(MATERIAL SUPPLIED Opens)

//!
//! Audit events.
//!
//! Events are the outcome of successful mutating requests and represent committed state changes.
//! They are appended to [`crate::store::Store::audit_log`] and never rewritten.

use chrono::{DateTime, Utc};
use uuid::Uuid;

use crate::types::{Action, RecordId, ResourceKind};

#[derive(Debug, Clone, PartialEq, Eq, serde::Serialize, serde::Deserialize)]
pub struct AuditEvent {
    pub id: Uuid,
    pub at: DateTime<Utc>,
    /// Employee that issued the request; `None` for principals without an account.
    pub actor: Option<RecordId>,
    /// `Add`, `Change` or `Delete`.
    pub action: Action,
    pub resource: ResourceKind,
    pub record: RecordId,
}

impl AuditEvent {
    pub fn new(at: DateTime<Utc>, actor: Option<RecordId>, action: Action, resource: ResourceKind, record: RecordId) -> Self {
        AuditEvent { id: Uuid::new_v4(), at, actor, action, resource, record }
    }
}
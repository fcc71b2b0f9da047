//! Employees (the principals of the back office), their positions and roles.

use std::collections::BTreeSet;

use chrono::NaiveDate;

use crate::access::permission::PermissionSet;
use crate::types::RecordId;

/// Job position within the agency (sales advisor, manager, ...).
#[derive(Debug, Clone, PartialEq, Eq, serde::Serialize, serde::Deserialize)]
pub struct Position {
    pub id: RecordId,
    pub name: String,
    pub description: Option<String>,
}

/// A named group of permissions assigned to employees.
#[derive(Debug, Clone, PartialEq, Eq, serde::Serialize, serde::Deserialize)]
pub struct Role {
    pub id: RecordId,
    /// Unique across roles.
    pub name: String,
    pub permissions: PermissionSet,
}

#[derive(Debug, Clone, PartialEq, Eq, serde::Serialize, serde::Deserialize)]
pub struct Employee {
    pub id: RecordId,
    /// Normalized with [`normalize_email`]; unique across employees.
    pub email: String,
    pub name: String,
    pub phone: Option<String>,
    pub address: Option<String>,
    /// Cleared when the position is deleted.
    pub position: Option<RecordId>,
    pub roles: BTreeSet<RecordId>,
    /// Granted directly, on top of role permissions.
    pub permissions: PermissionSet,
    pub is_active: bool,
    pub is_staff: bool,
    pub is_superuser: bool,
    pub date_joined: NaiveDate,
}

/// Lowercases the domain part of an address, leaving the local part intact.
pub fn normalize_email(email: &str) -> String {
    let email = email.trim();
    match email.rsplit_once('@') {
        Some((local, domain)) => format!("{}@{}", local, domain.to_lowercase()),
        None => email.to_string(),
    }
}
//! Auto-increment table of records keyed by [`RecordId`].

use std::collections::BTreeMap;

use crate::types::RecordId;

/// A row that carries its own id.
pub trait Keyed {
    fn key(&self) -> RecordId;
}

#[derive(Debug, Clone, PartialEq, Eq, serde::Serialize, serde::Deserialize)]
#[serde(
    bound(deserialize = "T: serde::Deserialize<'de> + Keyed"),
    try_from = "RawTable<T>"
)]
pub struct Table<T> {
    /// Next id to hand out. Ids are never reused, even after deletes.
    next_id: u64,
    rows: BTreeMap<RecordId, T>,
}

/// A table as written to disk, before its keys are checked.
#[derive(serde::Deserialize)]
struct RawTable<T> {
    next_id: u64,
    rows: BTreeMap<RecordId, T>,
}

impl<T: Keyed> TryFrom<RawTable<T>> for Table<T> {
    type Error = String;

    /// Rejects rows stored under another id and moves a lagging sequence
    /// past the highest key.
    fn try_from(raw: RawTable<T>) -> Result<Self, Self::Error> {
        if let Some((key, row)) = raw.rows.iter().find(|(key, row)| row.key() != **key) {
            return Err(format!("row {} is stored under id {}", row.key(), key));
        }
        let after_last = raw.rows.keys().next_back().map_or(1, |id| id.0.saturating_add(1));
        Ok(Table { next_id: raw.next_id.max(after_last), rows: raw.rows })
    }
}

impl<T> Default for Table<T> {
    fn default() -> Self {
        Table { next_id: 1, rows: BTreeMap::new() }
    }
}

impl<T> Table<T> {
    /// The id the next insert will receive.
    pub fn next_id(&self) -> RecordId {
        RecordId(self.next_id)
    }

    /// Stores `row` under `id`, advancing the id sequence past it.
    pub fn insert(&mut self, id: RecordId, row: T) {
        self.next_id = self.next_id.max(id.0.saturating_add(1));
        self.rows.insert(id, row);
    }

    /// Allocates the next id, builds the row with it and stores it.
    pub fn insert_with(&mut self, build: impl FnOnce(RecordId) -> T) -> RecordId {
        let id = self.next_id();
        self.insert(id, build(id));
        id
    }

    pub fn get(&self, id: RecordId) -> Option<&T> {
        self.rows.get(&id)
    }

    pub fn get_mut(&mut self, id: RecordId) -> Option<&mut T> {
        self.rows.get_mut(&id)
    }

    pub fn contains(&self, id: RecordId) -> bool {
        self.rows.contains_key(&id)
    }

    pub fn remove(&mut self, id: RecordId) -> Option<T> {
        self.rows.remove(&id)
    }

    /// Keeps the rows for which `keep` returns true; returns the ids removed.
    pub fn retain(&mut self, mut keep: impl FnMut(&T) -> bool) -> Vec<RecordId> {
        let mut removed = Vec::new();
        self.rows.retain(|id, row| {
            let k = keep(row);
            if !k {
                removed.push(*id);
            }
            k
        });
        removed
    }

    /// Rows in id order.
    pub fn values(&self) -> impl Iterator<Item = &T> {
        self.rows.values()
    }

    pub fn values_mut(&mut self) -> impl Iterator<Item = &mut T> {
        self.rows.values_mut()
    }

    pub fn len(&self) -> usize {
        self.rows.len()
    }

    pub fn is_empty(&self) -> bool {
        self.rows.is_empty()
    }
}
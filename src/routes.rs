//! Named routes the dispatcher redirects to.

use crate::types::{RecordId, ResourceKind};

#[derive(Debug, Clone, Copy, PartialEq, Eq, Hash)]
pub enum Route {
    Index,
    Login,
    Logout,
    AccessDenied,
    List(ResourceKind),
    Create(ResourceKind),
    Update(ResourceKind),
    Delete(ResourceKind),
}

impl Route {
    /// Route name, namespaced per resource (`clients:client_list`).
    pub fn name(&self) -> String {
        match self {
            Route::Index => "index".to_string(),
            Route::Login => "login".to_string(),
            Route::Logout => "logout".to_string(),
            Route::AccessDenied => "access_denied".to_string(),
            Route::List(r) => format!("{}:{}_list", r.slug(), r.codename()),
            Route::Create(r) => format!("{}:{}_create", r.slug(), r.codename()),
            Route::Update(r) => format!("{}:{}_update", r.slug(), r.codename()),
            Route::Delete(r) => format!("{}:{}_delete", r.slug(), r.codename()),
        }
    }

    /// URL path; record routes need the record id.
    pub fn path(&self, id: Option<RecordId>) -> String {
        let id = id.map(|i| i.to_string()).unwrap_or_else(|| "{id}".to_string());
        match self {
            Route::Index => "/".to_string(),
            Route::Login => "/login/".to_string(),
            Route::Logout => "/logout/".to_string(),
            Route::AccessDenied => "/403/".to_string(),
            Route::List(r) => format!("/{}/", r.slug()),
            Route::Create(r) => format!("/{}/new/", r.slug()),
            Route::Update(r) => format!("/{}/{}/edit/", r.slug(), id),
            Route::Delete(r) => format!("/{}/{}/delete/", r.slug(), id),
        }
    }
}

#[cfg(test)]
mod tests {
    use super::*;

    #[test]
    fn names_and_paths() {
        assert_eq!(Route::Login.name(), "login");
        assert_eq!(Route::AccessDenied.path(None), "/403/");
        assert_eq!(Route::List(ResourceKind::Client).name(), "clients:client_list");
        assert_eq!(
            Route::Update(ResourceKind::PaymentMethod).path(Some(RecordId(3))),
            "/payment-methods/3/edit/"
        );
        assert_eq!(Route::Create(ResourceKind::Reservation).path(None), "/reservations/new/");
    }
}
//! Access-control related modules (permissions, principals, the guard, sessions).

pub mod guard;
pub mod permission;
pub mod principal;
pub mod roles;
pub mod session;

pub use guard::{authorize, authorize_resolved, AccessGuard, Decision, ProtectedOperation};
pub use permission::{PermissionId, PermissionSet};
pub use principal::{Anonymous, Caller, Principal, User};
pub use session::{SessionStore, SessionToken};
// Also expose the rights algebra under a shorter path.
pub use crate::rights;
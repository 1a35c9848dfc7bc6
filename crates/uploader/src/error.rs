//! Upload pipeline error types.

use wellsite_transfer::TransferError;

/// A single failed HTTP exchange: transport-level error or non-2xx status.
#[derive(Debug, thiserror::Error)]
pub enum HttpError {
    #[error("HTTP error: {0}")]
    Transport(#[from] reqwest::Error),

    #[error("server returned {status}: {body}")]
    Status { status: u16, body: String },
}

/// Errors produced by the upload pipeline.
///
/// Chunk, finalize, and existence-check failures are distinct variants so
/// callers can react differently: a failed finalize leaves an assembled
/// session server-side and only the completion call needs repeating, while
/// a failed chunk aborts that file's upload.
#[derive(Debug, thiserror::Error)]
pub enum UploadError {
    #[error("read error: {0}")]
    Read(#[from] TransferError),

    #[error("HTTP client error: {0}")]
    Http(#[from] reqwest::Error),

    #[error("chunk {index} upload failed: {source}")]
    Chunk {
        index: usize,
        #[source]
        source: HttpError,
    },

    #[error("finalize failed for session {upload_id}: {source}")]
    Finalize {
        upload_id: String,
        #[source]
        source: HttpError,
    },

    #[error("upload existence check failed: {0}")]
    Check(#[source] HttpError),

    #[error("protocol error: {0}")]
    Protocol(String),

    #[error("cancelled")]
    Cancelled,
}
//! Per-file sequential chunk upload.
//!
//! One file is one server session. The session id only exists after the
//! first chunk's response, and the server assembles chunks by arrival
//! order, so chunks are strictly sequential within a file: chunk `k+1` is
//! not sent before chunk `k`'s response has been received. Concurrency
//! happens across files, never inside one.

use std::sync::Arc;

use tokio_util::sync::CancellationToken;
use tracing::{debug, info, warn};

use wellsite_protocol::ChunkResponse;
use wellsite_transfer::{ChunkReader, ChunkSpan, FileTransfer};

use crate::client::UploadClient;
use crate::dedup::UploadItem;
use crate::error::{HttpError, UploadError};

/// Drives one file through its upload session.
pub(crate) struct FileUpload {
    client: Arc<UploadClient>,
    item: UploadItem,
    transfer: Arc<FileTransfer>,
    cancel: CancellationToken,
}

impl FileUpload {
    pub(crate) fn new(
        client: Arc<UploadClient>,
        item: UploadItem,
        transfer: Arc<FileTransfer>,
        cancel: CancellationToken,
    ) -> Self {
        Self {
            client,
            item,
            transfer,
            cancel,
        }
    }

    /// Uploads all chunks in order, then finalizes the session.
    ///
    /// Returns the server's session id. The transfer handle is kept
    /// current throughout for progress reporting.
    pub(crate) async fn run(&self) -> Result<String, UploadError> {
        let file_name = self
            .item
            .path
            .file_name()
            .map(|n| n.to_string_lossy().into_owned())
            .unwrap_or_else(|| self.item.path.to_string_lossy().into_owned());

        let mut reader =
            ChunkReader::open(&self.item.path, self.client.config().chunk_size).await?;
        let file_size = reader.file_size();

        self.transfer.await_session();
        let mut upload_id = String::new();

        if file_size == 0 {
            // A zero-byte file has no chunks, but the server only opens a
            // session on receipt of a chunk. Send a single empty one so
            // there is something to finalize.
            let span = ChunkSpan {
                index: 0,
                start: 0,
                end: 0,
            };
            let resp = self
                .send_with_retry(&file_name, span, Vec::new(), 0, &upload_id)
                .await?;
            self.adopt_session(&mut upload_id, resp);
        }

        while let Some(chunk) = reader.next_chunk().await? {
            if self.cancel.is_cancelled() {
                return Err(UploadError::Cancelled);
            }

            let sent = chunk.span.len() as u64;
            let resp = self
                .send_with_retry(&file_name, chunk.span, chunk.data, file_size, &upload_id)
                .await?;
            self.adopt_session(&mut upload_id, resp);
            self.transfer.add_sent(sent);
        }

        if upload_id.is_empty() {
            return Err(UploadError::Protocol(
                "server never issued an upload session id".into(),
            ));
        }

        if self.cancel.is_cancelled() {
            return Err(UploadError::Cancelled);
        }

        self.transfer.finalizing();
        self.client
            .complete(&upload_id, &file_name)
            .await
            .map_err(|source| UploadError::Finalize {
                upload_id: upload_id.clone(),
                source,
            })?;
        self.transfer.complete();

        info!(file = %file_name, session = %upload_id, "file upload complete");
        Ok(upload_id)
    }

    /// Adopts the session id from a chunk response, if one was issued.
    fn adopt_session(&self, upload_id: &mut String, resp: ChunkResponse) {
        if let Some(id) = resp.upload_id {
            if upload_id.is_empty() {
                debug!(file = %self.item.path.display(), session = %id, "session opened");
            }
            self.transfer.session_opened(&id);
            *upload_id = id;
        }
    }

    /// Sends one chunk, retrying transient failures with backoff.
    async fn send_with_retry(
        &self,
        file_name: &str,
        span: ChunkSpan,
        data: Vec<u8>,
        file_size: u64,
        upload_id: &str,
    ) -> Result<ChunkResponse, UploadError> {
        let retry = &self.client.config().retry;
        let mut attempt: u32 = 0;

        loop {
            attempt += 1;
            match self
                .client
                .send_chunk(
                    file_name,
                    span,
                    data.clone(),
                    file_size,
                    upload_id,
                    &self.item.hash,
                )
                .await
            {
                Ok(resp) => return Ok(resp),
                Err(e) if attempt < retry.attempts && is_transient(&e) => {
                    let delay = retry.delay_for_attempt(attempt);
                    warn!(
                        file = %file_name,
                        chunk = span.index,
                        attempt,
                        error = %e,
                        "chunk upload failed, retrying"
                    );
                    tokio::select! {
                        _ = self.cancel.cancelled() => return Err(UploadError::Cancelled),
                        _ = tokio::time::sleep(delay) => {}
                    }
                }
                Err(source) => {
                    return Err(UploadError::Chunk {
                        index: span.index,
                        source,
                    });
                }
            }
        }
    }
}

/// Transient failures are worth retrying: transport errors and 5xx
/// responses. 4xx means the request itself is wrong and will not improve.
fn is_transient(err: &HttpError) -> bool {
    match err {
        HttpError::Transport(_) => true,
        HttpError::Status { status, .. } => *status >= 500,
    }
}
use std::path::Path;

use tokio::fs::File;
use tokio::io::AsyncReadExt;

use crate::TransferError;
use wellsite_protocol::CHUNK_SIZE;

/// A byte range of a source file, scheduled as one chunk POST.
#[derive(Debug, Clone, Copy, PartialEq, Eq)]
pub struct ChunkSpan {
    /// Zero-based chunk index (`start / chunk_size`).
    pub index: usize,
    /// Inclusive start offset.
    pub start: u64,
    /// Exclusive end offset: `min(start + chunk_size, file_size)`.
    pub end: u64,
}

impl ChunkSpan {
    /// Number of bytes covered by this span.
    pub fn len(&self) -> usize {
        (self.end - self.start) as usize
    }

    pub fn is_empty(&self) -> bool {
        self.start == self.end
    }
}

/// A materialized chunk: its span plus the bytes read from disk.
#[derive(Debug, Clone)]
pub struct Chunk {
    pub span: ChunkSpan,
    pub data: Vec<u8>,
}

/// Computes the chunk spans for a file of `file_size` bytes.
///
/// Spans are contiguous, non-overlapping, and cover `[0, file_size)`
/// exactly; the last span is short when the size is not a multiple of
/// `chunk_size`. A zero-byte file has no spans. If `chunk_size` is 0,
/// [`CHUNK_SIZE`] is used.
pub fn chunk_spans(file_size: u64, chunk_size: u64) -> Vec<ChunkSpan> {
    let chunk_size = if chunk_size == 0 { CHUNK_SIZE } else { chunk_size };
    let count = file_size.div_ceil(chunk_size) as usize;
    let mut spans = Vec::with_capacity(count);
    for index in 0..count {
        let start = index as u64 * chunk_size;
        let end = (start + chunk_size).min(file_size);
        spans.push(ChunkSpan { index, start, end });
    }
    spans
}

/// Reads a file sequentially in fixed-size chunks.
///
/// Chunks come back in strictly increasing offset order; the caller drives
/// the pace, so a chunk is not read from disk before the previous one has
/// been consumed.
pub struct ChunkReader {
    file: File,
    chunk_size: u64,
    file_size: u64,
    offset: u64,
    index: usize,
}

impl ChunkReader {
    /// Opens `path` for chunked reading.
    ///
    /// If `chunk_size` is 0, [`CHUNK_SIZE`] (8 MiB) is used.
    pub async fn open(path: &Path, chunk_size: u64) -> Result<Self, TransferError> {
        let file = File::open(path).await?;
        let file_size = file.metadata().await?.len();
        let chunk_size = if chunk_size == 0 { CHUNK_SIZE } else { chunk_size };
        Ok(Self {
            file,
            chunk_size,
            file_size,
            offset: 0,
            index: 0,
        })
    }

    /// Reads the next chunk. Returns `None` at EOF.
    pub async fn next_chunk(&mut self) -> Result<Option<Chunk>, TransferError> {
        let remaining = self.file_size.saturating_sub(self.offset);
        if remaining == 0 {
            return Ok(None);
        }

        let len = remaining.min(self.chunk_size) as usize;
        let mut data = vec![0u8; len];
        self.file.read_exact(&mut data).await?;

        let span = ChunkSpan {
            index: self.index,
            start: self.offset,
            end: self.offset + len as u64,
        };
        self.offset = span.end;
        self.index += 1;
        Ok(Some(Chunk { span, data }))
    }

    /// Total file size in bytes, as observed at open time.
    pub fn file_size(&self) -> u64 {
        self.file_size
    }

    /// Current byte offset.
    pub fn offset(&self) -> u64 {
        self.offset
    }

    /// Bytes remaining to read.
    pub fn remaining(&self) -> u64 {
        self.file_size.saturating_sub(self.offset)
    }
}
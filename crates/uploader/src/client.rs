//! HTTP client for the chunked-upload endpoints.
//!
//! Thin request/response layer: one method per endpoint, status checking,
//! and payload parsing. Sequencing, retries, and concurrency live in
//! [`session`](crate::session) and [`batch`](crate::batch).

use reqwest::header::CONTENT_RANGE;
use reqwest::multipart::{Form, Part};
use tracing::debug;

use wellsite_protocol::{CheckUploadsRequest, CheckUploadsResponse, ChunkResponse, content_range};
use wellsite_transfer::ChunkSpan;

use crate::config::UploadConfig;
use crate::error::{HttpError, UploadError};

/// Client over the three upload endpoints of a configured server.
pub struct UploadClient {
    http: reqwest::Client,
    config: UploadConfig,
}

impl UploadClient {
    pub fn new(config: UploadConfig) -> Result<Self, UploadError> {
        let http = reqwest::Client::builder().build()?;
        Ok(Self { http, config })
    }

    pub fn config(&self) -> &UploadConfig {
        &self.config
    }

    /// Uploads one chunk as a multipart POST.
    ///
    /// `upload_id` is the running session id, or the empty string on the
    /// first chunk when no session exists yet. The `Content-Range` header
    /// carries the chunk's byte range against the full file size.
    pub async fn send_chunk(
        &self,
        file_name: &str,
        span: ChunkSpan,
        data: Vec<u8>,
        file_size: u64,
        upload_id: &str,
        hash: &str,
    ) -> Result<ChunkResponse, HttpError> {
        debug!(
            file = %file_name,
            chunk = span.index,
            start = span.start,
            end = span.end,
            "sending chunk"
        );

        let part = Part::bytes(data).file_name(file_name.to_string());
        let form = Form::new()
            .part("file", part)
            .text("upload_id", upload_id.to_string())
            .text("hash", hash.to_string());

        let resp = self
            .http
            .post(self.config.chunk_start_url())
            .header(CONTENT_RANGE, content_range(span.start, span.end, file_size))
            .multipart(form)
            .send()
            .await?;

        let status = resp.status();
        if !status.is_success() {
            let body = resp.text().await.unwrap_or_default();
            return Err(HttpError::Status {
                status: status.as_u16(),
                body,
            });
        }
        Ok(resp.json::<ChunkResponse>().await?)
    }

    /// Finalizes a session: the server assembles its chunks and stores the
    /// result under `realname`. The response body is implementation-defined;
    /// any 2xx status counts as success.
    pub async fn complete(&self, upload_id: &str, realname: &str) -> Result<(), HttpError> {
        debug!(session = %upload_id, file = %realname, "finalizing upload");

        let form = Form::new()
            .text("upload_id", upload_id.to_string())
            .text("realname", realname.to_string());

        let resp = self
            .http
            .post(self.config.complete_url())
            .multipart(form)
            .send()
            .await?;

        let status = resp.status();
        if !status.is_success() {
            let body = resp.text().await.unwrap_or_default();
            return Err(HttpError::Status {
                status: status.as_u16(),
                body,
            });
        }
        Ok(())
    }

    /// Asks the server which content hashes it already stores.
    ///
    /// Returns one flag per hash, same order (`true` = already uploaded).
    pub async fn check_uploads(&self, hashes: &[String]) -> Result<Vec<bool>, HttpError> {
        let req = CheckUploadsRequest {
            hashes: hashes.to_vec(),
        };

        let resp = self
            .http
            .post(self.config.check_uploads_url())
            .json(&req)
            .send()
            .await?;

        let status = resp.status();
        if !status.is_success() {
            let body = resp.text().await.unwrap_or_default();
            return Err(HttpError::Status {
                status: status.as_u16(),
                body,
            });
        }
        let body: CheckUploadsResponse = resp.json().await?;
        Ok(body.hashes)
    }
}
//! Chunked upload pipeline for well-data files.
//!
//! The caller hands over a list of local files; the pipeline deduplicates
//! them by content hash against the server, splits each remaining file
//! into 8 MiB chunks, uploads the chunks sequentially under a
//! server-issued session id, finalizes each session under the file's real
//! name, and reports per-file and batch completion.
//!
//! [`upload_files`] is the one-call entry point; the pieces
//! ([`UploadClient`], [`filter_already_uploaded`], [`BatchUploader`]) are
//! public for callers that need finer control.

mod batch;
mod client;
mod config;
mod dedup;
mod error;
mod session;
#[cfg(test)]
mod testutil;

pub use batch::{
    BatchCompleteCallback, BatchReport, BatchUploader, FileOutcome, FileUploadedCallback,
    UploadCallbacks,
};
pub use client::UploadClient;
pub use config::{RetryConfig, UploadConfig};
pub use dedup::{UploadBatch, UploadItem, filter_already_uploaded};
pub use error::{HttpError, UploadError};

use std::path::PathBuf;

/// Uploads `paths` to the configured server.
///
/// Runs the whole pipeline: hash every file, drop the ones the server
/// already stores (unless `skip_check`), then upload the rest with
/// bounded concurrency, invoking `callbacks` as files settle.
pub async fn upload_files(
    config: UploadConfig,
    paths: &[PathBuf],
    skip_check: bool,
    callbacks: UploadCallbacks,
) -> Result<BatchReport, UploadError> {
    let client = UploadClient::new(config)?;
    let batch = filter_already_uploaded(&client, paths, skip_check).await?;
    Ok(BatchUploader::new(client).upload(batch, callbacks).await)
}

(MATERIAL SUPPLIED Closes)

TASK TO CARRY OUT -
Please filter the data down to the lines containing the word "CheckUploadsResponse".

ANSWER BOX -
use wellsite_protocol::{CheckUploadsRequest, CheckUploadsResponse, ChunkResponse, content_range};
        let body: CheckUploadsResponse = resp.json().await?;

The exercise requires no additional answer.